To me, one of the biggest drivers in creating naturalistic planting communities has always been about resilience. To my mind, planting should survive without irrigation, so low water-use plants are attractive. I can’t think of a single garden in the UK that couldn’t survive without irrigation, the desire to use pop-up sprinklers is ridiculous and surely industry-driven. Climate is changing now beyond speeds that Nature can shift plants and ecologies around the globe, so it is something we humans must do if we want a future landscape of any description (oh, and for our own survival). So we have to transmigrate landscapes from one continent to another to keep pace; yes, with all the risks that entails when introducing new species (and it would not be just plants we’d have to relocate). So learning about plant communities and how to build them is a vital skill which this book begins to explore, yet could have gone much further in instructing us on.

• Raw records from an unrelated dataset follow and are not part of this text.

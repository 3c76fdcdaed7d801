//! Error types for the ingestion pipeline.
//!
//! Only [`IngestError::Config`] (and the YAML error that produces it) is
//! allowed to abort a pass. Transport and parse failures are recovered at the
//! adapter boundary, store failures inside the coordinator.

use thiserror::Error;

/// Errors raised anywhere in the pipeline.
#[derive(Error, Debug)]
pub enum IngestError {
    /// Timeout, connection failure, or non-2xx status.
    #[error("transport error for {url}: {message}")]
    Transport { url: String, message: String },

    /// A page did not contain what a selector expected.
    #[error("parse error: {0}")]
    Parse(String),

    /// Reading or writing the persisted record set failed.
    #[error("store error: {0}")]
    Store(String),

    /// Unrecoverable configuration problem.
    #[error("configuration error: {0}")]
    Config(String),

    /// Local file system failure outside the store, e.g. preparing its directory.
    #[error("I/O error: {0}")]
    Io(#[from] std::io::Error),

    #[error("JSON error: {0}")]
    Json(#[from] serde_json::Error),

    #[error("YAML error: {0}")]
    Yaml(#[from] serde_yaml::Error),
}

impl IngestError {
    pub fn transport(url: &str, err: impl std::fmt::Display) -> Self {
        IngestError::Transport {
            url: url.to_string(),
            message: err.to_string(),
        }
    }

    /// Whether this error must abort the whole pass.
    pub fn is_fatal(&self) -> bool {
        matches!(self, IngestError::Config(_) | IngestError::Yaml(_))
    }
}

pub type Result<T> = std::result::Result<T, IngestError>;
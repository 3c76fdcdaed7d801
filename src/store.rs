//! Persistence of the cumulative record set.
//!
//! The store is a single JSON document: an array of [`Record`]s, newest run
//! first, pretty-printed UTF-8.
//!
//! ```text
//! scraped_articles.json
//! [
//!   { "id": "sed_04_Iun", "source": "gov", ... },
//!   { "id": "ms_0_2025-06-04", "source": "ms", ... }
//! ]
//! ```
//!
//! The coordinator is the only writer. Writes go to a sibling temporary file
//! that is then renamed over the document, so a failed write leaves the
//! previous content intact.

use crate::errors::{IngestError, Result};
use crate::models::Record;
use std::cell::RefCell;
use std::path::{Path, PathBuf};
use tokio::fs;
use tracing::{error, info, instrument, warn};

/// Read and replace the whole persisted record set.
pub trait RecordStore {
    /// Every persisted record, in store order.
    async fn load(&self) -> Result<Vec<Record>>;

    /// Replace the persisted set with `records`.
    async fn save(&self, records: &[Record]) -> Result<()>;
}

/// Store backed by a JSON file on disk.
#[derive(Debug, Clone)]
pub struct JsonStore {
    path: PathBuf,
}

impl JsonStore {
    pub fn new(path: impl Into<PathBuf>) -> Self {
        Self { path: path.into() }
    }

    pub fn path(&self) -> &Path {
        &self.path
    }

    fn temp_path(&self) -> PathBuf {
        let mut name = self
            .path
            .file_name()
            .map(|n| n.to_os_string())
            .unwrap_or_default();
        name.push(".tmp");
        self.path.with_file_name(name)
    }
}

impl RecordStore for JsonStore {
    #[instrument(level = "info", skip_all, fields(path = %self.path.display()))]
    async fn load(&self) -> Result<Vec<Record>> {
        let json = match fs::read_to_string(&self.path).await {
            Ok(json) => json,
            Err(e) if e.kind() == std::io::ErrorKind::NotFound => {
                info!("No store yet; starting fresh");
                return Ok(Vec::new());
            }
            Err(e) => return Err(IngestError::Store(format!("cannot read store: {e}"))),
        };
        if json.trim().is_empty() {
            return Ok(Vec::new());
        }
        let records: Vec<Record> = serde_json::from_str(&json)
            .map_err(|e| IngestError::Store(format!("corrupt store: {e}")))?;
        info!(count = records.len(), "Loaded stored records");
        Ok(records)
    }

    #[instrument(level = "info", skip_all, fields(path = %self.path.display(), count = records.len()))]
    async fn save(&self, records: &[Record]) -> Result<()> {
        let json = serde_json::to_string_pretty(records)?;
        let tmp = self.temp_path();
        if let Err(e) = fs::write(&tmp, json).await {
            error!(tmp = %tmp.display(), error = %e, "Failed writing temporary store file");
            return Err(IngestError::Store(format!("cannot write {}: {e}", tmp.display())));
        }
        if let Err(e) = fs::rename(&tmp, &self.path).await {
            warn!(error = %e, "Rename failed; removing temporary file");
            let _ = fs::remove_file(&tmp).await;
            return Err(IngestError::Store(format!("cannot replace store: {e}")));
        }
        info!("Saved records");
        Ok(())
    }
}

/// In-memory store, used by tests and dry runs.
#[derive(Debug, Default)]
pub struct MemoryStore {
    records: RefCell<Vec<Record>>,
    pub saves: RefCell<usize>,
    fail_reads: bool,
    fail_writes: bool,
}

impl MemoryStore {
    pub fn with_records(records: Vec<Record>) -> Self {
        Self {
            records: RefCell::new(records),
            ..Default::default()
        }
    }

    #[cfg(test)]
    /// Make every `load` fail, as an unreadable store would.
    pub fn with_failing_reads(mut self) -> Self {
        self.fail_reads = true;
        self
    }

    #[cfg(test)]
    /// Make every `save` fail, leaving the contents untouched.
    pub fn with_failing_writes(mut self) -> Self {
        self.fail_writes = true;
        self
    }

    pub fn snapshot(&self) -> Vec<Record> {
        self.records.borrow().clone()
    }
}

impl RecordStore for MemoryStore {
    async fn load(&self) -> Result<Vec<Record>> {
        if self.fail_reads {
            return Err(IngestError::Store("reads disabled".into()));
        }
        Ok(self.snapshot())
    }

    async fn save(&self, records: &[Record]) -> Result<()> {
        if self.fail_writes {
            return Err(IngestError::Store("writes disabled".into()));
        }
        *self.records.borrow_mut() = records.to_vec();
        *self.saves.borrow_mut() += 1;
        Ok(())
    }
}
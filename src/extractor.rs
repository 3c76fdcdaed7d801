//! Structured point extraction.
//!
//! Turns article text into a short list of child-friendly statements. Two
//! strategies exist:
//!
//! - **Structured** (government meetings): the description container of the
//!   page is split into sections, one per adopted act. Each section is
//!   reduced to a canned statement by the configured topic rules.
//! - **Generic** (ministries): every long line of the page is matched against
//!   the source's own keyword rules.
//!
//! Both are pure functions of their input. When nothing matches, the source's
//! default points are used so the result is never empty.

use crate::config::{AppConfig, ExtractionStrategy, PointRule, SourceConfig};
use crate::errors::{IngestError, Result};
use crate::models::Source;
use crate::utils::fold_cedillas;
use itertools::Itertools;
use once_cell::sync::Lazy;
use regex::Regex;
use scraper::{ElementRef, Html, Node, Selector};
use tracing::debug;

/// `1.`, `12.` and so on at the start of a line.
static NUMBERED_ITEM: Lazy<Regex> = Lazy::new(|| Regex::new(r"^\d+\.").unwrap());

const SKIPPED_ELEMENTS: [&str; 3] = ["script", "style", "noscript"];

#[derive(Debug)]
pub struct PointExtractor<'a> {
    config: &'a AppConfig,
    description: Selector,
    fallbacks: Vec<Selector>,
}

impl<'a> PointExtractor<'a> {
    pub fn new(config: &'a AppConfig) -> Result<Self> {
        let structured = &config.structured;
        Ok(Self {
            config,
            description: parse_selector(&structured.description_selector)?,
            fallbacks: structured
                .fallback_selectors
                .iter()
                .map(|s| parse_selector(s))
                .collect::<Result<Vec<_>>>()?,
        })
    }

    /// Produce between one and `max_points` statements for an article.
    pub fn extract_points(&self, content: &str, document: Option<&Html>, source: Source) -> Vec<String> {
        let Some(source_config) = self.config.source(source) else {
            return vec![self.config.structured.discussed_fallback.clone()];
        };
        let pipeline = &self.config.pipeline;

        let (points, cap) = match (source_config.extraction, document) {
            (ExtractionStrategy::Structured, Some(doc)) => match self.structured_points(doc) {
                Some(points) => (points, pipeline.max_points),
                None => {
                    debug!(%source, "No description container; using line rules");
                    (
                        self.generic_points(content, Some(doc), source_config),
                        pipeline.fallback_max_points,
                    )
                }
            },
            _ => (
                self.generic_points(content, document, source_config),
                pipeline.max_points,
            ),
        };

        let points: Vec<String> = points.into_iter().unique().take(cap).collect();
        if points.is_empty() {
            debug!(%source, "No rule matched; using default points");
            return source_config
                .default_points
                .iter()
                .take(cap)
                .cloned()
                .collect();
        }
        points
    }

    /// Section-based reduction of the description container.
    ///
    /// Returns `None` when neither the description nor any fallback container
    /// exists on the page.
    fn structured_points(&self, doc: &Html) -> Option<Vec<String>> {
        let container = doc
            .select(&self.description)
            .next()
            .or_else(|| self.fallbacks.iter().find_map(|s| doc.select(s).next()))?;

        let lines = element_lines(container);
        let points = self
            .split_sections(&lines)
            .into_iter()
            .filter(|s| s.chars().count() >= self.config.structured.min_section_length)
            .map(|s| self.reduce_section(&s))
            .collect();
        Some(points)
    }

    fn starts_section(&self, line: &str) -> bool {
        let lowered = fold_cedillas(&line.to_lowercase());
        NUMBERED_ITEM.is_match(line)
            || self
                .config
                .structured
                .section_markers
                .iter()
                .any(|m| lowered.starts_with(m.as_str()))
    }

    /// Group lines into sections. Lines before the first marker are dropped.
    fn split_sections(&self, lines: &[String]) -> Vec<String> {
        let mut sections = Vec::new();
        let mut current: Option<String> = None;

        for line in lines {
            if self.starts_section(line) {
                if let Some(done) = current.take() {
                    sections.push(done);
                }
                current = Some(line.clone());
            } else if let Some(section) = current.as_mut() {
                section.push(' ');
                section.push_str(line);
            }
        }
        sections.extend(current);
        sections
    }

    fn reduce_section(&self, section: &str) -> String {
        let structured = &self.config.structured;
        let lowered = fold_cedillas(&section.to_lowercase());
        if let Some(rule) = structured.topic_rules.iter().find(|r| r.matches(&lowered)) {
            return rule.point.clone();
        }
        if structured
            .decision_verbs
            .iter()
            .any(|v| lowered.contains(v.as_str()))
        {
            structured.decision_fallback.clone()
        } else {
            structured.discussed_fallback.clone()
        }
    }

    /// Match every sufficiently long line against the source's rules.
    fn generic_points(&self, content: &str, document: Option<&Html>, source: &SourceConfig) -> Vec<String> {
        let lines = match document {
            Some(doc) => element_lines(doc.root_element()),
            None => content_lines(content),
        };
        lines
            .iter()
            .filter(|l| l.chars().count() > self.config.pipeline.min_line_length)
            .filter_map(|l| first_match(&source.point_rules, &fold_cedillas(&l.to_lowercase())))
            .collect()
    }
}

fn first_match(rules: &[PointRule], lowered: &str) -> Option<String> {
    rules.iter().find(|r| r.matches(lowered)).map(|r| r.point.clone())
}

pub(crate) fn parse_selector(s: &str) -> Result<Selector> {
    Selector::parse(s).map_err(|e| IngestError::Config(format!("invalid selector '{s}': {e}")))
}

/// Visible text of an element split into trimmed, non-empty lines.
///
/// Text nodes are concatenated as they appear, so inline markup inside a
/// paragraph does not break it; only newlines in the text separate lines.
fn element_lines(element: ElementRef<'_>) -> Vec<String> {
    let text: String = element
        .descendants()
        .filter_map(|node| match node.value() {
            Node::Text(text) => {
                let hidden = node
                    .parent()
                    .and_then(|p| p.value().as_element().map(|e| e.name()))
                    .is_some_and(|name| SKIPPED_ELEMENTS.contains(&name));
                (!hidden).then_some(&text.text[..])
            }
            _ => None,
        })
        .collect();

    text.split('\n')
        .map(str::trim)
        .filter(|l| !l.is_empty())
        .map(str::to_string)
        .collect()
}

/// Plain-text fallback when no parsed page is available.
fn content_lines(content: &str) -> Vec<String> {
    content
        .split_inclusive(['\n', '.', '!', '?'])
        .map(str::trim)
        .filter(|l| !l.is_empty())
        .map(str::to_string)
        .collect()
}
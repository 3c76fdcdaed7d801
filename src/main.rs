//! # gov_kids_news
//!
//! Watches Romanian government web sites for new press releases and rewrites
//! them into a form a young child can follow. Results accumulate in a single
//! JSON document read by the front-end.
//!
//! ## Usage
//!
//! ```sh
//! gov_kids_news --store ./scraped_articles.json --at 09:00
//! ```
//!
//! ## Architecture
//!
//! Every pass runs sequentially:
//! 1. **Discovery**: each source adapter lists candidate articles, newest first
//! 2. **Fetching**: article pages are downloaded until the source's watermark
//! 3. **Processing**: classification, point extraction and simplification
//! 4. **Persistence**: new records are prepended to the stored set
//!
//! After the startup pass the process checks once a minute whether the daily
//! run time has come.

use chrono::{Local, NaiveDate, NaiveTime};
use clap::Parser;
use std::error::Error;
use std::sync::Arc;
use std::time::Duration;
use tracing::{debug, error, info, instrument};
use tracing_subscriber::{EnvFilter, fmt as tfmt};

mod classifier;
mod cli;
mod config;
mod errors;
mod extractor;
mod http;
mod models;
mod pipeline;
mod scrapers;
mod search;
mod simplifier;
mod store;
mod utils;

use cli::Cli;
use config::AppConfig;
use http::HttpFetcher;
use pipeline::{Coordinator, Watermarks};
use scrapers::{SourceAdapter, build_adapters};
use search::{ArticleQuery, Glossary};
use store::{JsonStore, MemoryStore, RecordStore};
use utils::{ensure_writable_parent, pass_is_due};

#[tokio::main]
async fn main() -> Result<(), Box<dyn Error>> {
    // --- Tracing init ---
    let filter = EnvFilter::try_from_default_env().unwrap_or_else(|_| EnvFilter::new("info"));
    tfmt()
        .with_env_filter(filter)
        .with_target(true)
        .with_file(false)
        .with_line_number(false)
        .with_timer(tracing_subscriber::fmt::time::UtcTime::rfc_3339())
        .init();

    info!("gov_kids_news starting up");

    let args = Cli::parse();
    debug!(?args, "Parsed CLI arguments");

    // Configuration problems are the only fatal errors
    let config = AppConfig::load(args.config.as_deref()).await.inspect_err(|e| {
        error!(error = %e, fatal = e.is_fatal(), "Invalid configuration; aborting");
    })?;
    if let Some(term) = &args.explain {
        return explain_term(&config, term);
    }
    if args.is_search() {
        return search_store(&config, &args).await;
    }

    let fetcher = Arc::new(HttpFetcher::new(&config.http)?);
    let adapters = build_adapters(&config, fetcher).inspect_err(|e| {
        error!(error = %e, "Could not build source adapters; aborting");
    })?;

    if args.dry_run {
        let seed = JsonStore::new(&args.store).load().await.unwrap_or_else(|e| {
            error!(error = %e, "Could not read store; dry run starts empty");
            Vec::new()
        });
        info!(records = seed.len(), "Dry run: store will not be written");
        run(&config, adapters, MemoryStore::with_records(seed), &args).await
    } else {
        if let Err(e) = ensure_writable_parent(&args.store).await {
            error!(path = %args.store, error = %e, "Store location is not writable");
            return Err(e.into());
        }
        let store = JsonStore::new(&args.store);
        info!(path = %store.path().display(), "Using store");
        run(&config, adapters, store, &args).await
    }
}

/// Print the glossary explanation of `term`.
fn explain_term(config: &AppConfig, term: &str) -> Result<(), Box<dyn Error>> {
    match Glossary::new(&config.glossary).explain(term) {
        Some(entry) => {
            println!("{}: {}", entry.term, entry.explanation);
            Ok(())
        }
        None => {
            error!(%term, "Term not in glossary");
            Err(format!("unknown legal term '{term}'").into())
        }
    }
}

/// Print stored articles matching the search flags as JSON.
#[instrument(level = "info", skip_all, fields(store = %args.store))]
async fn search_store(config: &AppConfig, args: &Cli) -> Result<(), Box<dyn Error>> {
    let records = JsonStore::new(&args.store).load().await.inspect_err(|e| {
        error!(error = %e, "Could not read store for search");
    })?;
    let query = ArticleQuery::new(
        args.search.as_deref(),
        args.document_type.as_deref(),
        args.subject.as_deref(),
    );
    if query.is_empty() {
        info!("No search criteria left after ignoring \"all\"; listing every article");
    }
    let glossary = Glossary::new(&config.glossary);
    let hits = search::search(&records, &query, &glossary);
    info!(total = records.len(), hits = hits.len(), "Search complete");
    println!("{}", serde_json::to_string_pretty(&hits)?);
    Ok(())
}

/// Startup pass followed, unless `--once`, by the daily schedule.
async fn run<S: RecordStore>(
    config: &AppConfig,
    adapters: Vec<Box<dyn SourceAdapter>>,
    store: S,
    args: &Cli,
) -> Result<(), Box<dyn Error>> {
    let mut coordinator = Coordinator::new(config, adapters, store)?;
    if let Some(ms) = args.source_delay_ms {
        coordinator = coordinator.with_source_delay(Duration::from_millis(ms));
    }
    let mut watermarks = coordinator.load_watermarks().await;

    let started = Local::now().naive_local();
    run_daily_check(&coordinator, &mut watermarks).await;
    if args.once {
        return Ok(());
    }

    // a startup pass after the daily time counts as today's run
    let last_run = (started.time() >= args.at).then(|| started.date());
    let shutdown = async {
        if let Err(e) = tokio::signal::ctrl_c().await {
            error!(error = %e, "Cannot listen for Ctrl-C; stop the process externally");
            std::future::pending::<()>().await;
        }
    };
    run_scheduler(&coordinator, &mut watermarks, args.at, last_run, shutdown).await;
    Ok(())
}

/// Check once per minute whether the daily pass is due, until `shutdown`
/// resolves.
///
/// `shutdown` is created once and polled across ticks, so a signal that
/// arrives while a pass is running still ends the loop afterwards.
async fn run_scheduler<S, F>(
    coordinator: &Coordinator<'_, S>,
    watermarks: &mut Watermarks,
    at: NaiveTime,
    mut last_run: Option<NaiveDate>,
    shutdown: F,
) where
    S: RecordStore,
    F: Future<Output = ()>,
{
    info!(at = %at.format("%H:%M"), "Scheduler running; checking once per minute");
    tokio::pin!(shutdown);

    let mut ticker = tokio::time::interval(Duration::from_secs(60));
    loop {
        tokio::select! {
            _ = ticker.tick() => {
                let now = Local::now().naive_local();
                if pass_is_due(now, at, last_run) {
                    last_run = Some(now.date());
                    run_daily_check(coordinator, watermarks).await;
                }
            }
            _ = &mut shutdown => {
                info!("Stopped by user");
                break;
            }
        }
    }
}

#[instrument(level = "info", skip_all)]
async fn run_daily_check<S: RecordStore>(coordinator: &Coordinator<'_, S>, watermarks: &mut Watermarks) {
    info!("Running daily check");
    let report = coordinator.run_pass(watermarks).await;

    if report.new_records.is_empty() {
        info!("No new articles found");
    } else {
        info!(count = report.new_records.len(), persisted = report.persisted, "Found new articles");
        for record in &report.new_records {
            info!(source = %record.source, id = %record.id, title = %record.title, "New article");
        }
    }
}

In the European context then, archetypes other than grassland/prairie might be more useful and translatable into a garden context. That this book has not covered these is not really surprising but it is a mistake to think that the new language of resilient/natural/sustainable landscapes is dominated by perennials and grasses. This aspect is possibly a trend within the underlying drive for a natural interpretation.
A European version of this book is needed, which could perhaps take it to the next level of design language development. In this respect, inspiration can be drawn from another book, “A Pattern Language” by Christopher Alexander, which although about architecture and space, is also about soul, spirit, context and community, realised through the use of a language of patterns. In a very real way, “Planting in a Post-Wild World” attempts to create an archetype-based design language and is a valuable contribution to that. We just need the language to be global, or to see this book as a regionalised attempt to cross boundaries and develop new thinking.
This is an important book and I recommend it; for all its limitations it shows the way to develop landscapes that are truly new and profound.